* **Provided records**
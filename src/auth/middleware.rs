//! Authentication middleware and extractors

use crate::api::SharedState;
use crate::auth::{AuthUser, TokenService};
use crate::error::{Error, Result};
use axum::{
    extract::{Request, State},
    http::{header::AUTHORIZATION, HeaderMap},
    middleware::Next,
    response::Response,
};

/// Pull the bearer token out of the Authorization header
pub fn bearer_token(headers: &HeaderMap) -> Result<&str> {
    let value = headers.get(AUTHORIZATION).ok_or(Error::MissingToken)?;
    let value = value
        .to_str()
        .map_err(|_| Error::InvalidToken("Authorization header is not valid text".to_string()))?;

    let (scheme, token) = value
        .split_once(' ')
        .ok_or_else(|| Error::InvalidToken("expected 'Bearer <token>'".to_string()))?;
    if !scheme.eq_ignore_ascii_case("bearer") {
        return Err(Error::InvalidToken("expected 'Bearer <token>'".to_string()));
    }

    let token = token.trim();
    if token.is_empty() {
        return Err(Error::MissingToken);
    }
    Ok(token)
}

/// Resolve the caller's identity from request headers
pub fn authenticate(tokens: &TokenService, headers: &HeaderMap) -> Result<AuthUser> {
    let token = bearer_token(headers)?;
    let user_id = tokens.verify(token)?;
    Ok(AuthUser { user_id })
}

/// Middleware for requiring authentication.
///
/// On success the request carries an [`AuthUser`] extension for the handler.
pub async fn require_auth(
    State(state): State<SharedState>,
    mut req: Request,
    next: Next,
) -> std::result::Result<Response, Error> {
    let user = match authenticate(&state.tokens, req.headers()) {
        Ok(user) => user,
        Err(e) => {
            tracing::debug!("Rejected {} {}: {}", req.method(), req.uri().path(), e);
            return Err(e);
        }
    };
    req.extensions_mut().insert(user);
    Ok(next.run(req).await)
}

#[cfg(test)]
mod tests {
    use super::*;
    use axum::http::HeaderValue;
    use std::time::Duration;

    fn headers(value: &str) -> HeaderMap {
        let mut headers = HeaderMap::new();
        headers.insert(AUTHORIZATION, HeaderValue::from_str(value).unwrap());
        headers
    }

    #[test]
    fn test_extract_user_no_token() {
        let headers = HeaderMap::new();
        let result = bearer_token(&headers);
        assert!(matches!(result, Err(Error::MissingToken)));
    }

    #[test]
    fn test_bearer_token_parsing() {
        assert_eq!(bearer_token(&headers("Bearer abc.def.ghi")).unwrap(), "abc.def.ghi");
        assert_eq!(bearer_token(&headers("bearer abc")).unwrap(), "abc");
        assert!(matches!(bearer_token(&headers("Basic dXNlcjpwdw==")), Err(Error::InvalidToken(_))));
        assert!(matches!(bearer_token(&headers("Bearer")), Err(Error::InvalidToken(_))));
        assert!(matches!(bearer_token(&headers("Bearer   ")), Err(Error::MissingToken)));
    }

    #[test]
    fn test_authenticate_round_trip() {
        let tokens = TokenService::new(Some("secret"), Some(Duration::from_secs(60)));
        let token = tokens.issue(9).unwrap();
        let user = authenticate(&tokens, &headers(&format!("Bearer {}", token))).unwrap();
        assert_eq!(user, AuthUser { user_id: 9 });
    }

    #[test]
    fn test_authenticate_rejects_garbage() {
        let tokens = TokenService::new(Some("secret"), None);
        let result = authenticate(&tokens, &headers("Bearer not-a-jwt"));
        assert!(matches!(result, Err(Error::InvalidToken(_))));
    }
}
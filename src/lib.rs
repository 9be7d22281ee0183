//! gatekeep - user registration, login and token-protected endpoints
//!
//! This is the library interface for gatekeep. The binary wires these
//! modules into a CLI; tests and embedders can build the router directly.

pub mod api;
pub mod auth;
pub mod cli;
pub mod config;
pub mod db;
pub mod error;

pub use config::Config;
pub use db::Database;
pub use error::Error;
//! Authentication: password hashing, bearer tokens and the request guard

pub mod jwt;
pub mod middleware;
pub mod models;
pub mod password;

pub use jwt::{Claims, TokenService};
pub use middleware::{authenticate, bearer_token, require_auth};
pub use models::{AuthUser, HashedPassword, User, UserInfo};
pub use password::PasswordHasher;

* * *

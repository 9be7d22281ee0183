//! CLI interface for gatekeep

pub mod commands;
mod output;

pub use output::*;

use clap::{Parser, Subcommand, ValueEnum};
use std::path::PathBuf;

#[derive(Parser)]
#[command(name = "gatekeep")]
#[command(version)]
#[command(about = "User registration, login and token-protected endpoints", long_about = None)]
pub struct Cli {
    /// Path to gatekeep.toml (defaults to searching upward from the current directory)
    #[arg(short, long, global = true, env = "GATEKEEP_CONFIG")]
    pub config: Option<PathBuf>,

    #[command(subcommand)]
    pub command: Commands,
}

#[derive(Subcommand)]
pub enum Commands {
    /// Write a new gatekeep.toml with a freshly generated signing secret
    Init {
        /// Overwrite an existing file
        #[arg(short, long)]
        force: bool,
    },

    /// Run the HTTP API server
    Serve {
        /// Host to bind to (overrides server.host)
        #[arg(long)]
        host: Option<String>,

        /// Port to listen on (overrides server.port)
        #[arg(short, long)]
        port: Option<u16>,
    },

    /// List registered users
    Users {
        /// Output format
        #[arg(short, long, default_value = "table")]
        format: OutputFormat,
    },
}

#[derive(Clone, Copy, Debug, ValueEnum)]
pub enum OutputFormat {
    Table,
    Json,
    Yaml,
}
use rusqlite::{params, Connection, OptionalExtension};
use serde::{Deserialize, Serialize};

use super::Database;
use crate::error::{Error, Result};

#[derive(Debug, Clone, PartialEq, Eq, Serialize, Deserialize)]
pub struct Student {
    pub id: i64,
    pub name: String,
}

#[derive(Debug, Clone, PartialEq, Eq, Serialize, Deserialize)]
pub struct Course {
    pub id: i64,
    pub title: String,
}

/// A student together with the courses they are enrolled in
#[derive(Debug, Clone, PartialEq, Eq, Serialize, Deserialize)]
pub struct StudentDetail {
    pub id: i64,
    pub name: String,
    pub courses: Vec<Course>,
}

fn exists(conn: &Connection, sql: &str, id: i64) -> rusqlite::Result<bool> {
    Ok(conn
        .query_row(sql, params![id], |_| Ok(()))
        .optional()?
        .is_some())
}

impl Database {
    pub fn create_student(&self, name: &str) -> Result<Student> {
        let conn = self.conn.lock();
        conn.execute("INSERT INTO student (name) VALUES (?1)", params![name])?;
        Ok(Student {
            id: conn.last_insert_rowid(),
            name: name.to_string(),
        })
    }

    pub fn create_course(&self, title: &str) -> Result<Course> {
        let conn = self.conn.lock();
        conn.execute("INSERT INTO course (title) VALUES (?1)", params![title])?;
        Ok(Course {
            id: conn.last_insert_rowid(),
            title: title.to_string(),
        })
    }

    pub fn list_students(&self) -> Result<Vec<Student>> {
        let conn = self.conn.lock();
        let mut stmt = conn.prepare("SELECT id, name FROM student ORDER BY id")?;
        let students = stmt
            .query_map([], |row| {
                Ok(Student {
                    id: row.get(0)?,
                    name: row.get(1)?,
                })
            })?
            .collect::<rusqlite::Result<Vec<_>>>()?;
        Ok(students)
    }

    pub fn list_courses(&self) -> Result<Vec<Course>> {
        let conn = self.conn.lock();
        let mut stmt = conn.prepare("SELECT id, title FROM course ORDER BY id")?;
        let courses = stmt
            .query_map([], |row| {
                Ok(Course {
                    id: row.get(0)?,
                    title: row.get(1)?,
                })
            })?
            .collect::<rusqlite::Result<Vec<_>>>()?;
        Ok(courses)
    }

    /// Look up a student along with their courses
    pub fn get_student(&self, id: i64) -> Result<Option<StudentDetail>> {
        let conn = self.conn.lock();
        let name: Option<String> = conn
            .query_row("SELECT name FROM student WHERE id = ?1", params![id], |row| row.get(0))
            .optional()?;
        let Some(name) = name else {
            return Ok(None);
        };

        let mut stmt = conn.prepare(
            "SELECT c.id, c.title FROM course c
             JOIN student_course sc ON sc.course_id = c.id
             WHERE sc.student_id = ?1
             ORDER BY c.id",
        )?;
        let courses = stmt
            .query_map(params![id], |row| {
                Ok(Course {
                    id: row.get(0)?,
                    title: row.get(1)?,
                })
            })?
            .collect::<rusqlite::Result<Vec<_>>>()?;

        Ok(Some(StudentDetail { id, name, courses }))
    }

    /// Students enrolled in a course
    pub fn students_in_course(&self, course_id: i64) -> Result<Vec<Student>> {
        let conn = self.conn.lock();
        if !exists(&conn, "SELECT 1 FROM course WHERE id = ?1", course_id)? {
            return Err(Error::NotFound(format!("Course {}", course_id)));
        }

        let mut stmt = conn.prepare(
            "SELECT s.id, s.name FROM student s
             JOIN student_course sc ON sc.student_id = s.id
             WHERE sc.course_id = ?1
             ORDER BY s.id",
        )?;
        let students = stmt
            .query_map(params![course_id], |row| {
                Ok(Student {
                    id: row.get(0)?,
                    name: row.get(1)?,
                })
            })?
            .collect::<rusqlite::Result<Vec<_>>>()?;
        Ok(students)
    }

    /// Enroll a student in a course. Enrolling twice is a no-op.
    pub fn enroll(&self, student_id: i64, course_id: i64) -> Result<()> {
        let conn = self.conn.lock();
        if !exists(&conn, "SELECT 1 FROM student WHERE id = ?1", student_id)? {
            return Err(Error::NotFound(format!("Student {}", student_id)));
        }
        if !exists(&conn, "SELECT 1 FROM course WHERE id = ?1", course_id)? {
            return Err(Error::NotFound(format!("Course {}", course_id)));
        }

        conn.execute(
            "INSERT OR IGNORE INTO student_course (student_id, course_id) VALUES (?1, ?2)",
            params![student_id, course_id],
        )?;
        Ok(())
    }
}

==

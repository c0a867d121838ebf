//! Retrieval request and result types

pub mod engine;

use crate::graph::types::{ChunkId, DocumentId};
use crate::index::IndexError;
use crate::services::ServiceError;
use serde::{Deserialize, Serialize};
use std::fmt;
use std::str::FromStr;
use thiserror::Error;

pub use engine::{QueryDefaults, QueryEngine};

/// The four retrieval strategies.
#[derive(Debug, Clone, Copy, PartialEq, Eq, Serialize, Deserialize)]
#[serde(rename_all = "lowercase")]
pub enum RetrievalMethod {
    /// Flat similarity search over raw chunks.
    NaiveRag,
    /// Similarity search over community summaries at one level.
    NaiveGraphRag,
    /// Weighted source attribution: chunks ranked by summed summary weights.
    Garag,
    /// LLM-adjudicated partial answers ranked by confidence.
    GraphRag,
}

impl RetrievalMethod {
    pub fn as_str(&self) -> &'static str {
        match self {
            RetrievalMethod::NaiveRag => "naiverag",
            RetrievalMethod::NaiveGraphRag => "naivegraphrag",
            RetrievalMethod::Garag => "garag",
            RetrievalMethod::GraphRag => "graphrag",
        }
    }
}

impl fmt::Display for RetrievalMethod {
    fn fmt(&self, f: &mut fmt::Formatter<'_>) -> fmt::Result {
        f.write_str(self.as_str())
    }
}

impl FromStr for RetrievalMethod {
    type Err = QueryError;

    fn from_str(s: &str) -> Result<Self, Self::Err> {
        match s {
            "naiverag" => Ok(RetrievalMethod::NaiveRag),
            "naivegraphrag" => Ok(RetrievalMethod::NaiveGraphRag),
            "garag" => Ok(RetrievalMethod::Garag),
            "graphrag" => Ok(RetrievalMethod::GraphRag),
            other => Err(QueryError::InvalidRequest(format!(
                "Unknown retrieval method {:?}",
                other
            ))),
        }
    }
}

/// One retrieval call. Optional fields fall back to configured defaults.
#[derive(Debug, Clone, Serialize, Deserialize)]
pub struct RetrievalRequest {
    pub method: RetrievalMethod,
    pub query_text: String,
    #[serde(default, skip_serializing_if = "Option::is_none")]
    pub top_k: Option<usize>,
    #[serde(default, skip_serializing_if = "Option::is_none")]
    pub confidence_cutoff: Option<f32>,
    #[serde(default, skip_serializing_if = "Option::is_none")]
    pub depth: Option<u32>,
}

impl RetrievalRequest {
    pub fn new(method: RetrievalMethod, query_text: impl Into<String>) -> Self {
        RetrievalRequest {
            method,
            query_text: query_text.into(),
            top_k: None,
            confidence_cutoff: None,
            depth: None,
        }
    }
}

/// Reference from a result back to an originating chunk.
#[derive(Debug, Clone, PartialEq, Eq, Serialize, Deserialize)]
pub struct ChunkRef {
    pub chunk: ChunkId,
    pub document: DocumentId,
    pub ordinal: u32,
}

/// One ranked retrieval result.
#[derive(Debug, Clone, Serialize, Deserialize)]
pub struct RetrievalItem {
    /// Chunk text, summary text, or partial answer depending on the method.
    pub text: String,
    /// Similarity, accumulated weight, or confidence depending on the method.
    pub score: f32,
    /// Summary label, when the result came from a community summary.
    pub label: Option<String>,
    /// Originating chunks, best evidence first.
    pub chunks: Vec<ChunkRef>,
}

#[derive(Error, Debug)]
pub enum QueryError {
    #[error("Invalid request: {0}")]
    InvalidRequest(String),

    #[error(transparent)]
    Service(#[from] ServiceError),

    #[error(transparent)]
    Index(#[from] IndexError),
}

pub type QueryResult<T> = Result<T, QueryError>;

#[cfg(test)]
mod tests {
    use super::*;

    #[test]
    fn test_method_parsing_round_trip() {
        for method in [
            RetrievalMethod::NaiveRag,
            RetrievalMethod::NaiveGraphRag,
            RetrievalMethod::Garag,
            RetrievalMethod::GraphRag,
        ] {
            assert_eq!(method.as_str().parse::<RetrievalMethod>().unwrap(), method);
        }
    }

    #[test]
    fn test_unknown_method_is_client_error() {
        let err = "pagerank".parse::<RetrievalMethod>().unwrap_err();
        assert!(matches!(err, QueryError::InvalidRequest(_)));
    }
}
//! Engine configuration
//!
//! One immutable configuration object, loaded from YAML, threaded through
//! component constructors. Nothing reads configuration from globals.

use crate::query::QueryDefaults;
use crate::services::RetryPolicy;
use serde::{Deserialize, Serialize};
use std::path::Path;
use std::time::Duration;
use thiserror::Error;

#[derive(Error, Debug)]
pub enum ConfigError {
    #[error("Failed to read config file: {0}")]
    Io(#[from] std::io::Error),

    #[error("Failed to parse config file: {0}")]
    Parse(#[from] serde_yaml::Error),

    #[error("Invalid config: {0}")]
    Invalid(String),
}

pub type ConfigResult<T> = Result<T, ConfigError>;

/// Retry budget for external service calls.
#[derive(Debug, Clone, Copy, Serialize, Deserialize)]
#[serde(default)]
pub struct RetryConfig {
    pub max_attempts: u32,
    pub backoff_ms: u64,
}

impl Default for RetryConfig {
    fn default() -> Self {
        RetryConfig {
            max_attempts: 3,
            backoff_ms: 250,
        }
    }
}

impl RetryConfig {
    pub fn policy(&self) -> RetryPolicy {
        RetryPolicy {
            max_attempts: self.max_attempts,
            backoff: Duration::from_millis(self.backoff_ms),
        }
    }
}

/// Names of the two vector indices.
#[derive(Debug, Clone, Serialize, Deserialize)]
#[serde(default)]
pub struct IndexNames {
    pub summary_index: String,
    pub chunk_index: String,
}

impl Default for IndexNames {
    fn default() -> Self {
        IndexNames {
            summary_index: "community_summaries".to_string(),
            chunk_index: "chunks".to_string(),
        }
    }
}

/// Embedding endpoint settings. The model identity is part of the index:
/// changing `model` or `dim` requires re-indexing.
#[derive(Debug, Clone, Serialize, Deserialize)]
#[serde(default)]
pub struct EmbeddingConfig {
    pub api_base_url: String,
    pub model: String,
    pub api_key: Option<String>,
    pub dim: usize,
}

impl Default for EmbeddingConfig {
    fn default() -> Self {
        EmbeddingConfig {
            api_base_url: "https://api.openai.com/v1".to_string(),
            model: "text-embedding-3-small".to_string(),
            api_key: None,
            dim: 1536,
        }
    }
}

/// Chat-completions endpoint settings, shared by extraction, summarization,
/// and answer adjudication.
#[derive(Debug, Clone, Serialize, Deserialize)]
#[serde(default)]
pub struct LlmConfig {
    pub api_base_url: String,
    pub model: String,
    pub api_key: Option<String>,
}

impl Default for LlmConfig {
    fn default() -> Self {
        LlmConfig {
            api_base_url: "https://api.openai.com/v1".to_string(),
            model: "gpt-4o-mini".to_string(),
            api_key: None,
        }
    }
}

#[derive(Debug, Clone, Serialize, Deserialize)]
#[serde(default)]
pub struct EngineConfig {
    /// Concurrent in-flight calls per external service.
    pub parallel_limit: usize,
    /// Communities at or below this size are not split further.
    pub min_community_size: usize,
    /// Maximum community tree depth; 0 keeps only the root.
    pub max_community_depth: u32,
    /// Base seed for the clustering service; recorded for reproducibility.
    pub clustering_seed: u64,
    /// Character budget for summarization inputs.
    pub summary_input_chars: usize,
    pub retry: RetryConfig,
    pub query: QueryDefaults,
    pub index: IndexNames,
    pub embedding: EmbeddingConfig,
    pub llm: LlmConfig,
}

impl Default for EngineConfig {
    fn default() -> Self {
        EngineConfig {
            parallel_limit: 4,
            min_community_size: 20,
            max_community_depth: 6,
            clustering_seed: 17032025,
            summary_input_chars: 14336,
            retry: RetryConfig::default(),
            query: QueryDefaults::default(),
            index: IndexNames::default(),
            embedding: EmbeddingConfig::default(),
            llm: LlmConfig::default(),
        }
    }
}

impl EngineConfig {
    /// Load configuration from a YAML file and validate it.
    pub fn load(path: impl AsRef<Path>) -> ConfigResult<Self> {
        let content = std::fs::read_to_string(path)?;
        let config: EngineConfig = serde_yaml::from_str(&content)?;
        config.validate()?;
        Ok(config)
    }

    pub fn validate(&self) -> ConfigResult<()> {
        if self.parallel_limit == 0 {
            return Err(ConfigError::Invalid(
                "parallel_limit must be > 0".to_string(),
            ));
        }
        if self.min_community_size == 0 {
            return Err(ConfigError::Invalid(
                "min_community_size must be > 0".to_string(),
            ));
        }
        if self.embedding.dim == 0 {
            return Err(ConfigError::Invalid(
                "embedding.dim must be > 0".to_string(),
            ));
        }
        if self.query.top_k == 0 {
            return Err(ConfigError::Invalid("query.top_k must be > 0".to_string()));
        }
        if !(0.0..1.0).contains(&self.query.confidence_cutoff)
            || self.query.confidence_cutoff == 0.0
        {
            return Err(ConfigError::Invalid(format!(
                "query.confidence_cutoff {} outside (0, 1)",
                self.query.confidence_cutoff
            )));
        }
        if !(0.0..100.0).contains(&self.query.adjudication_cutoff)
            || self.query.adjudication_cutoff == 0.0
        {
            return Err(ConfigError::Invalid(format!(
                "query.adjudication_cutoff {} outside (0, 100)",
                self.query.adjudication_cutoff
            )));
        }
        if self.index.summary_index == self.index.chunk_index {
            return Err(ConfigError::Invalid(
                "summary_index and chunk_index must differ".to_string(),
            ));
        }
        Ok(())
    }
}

* **What is expected**
Transcribe each line of the data above, unaltered, from the one where "filename src/auth/middleware.rs" appears to the one where "pub fn bearer_token(headers: &HeaderMap)" appears, inclusive of both.

* **Exercise output**
filename src/auth/middleware.rs
//! Authentication middleware and extractors

use crate::api::SharedState;
use crate::auth::{AuthUser, TokenService};
use crate::error::{Error, Result};
use axum::{
    extract::{Request, State},
    http::{header::AUTHORIZATION, HeaderMap},
    middleware::Next,
    response::Response,
};

/// Pull the bearer token out of the Authorization header
pub fn bearer_token(headers: &HeaderMap) -> Result<&str> {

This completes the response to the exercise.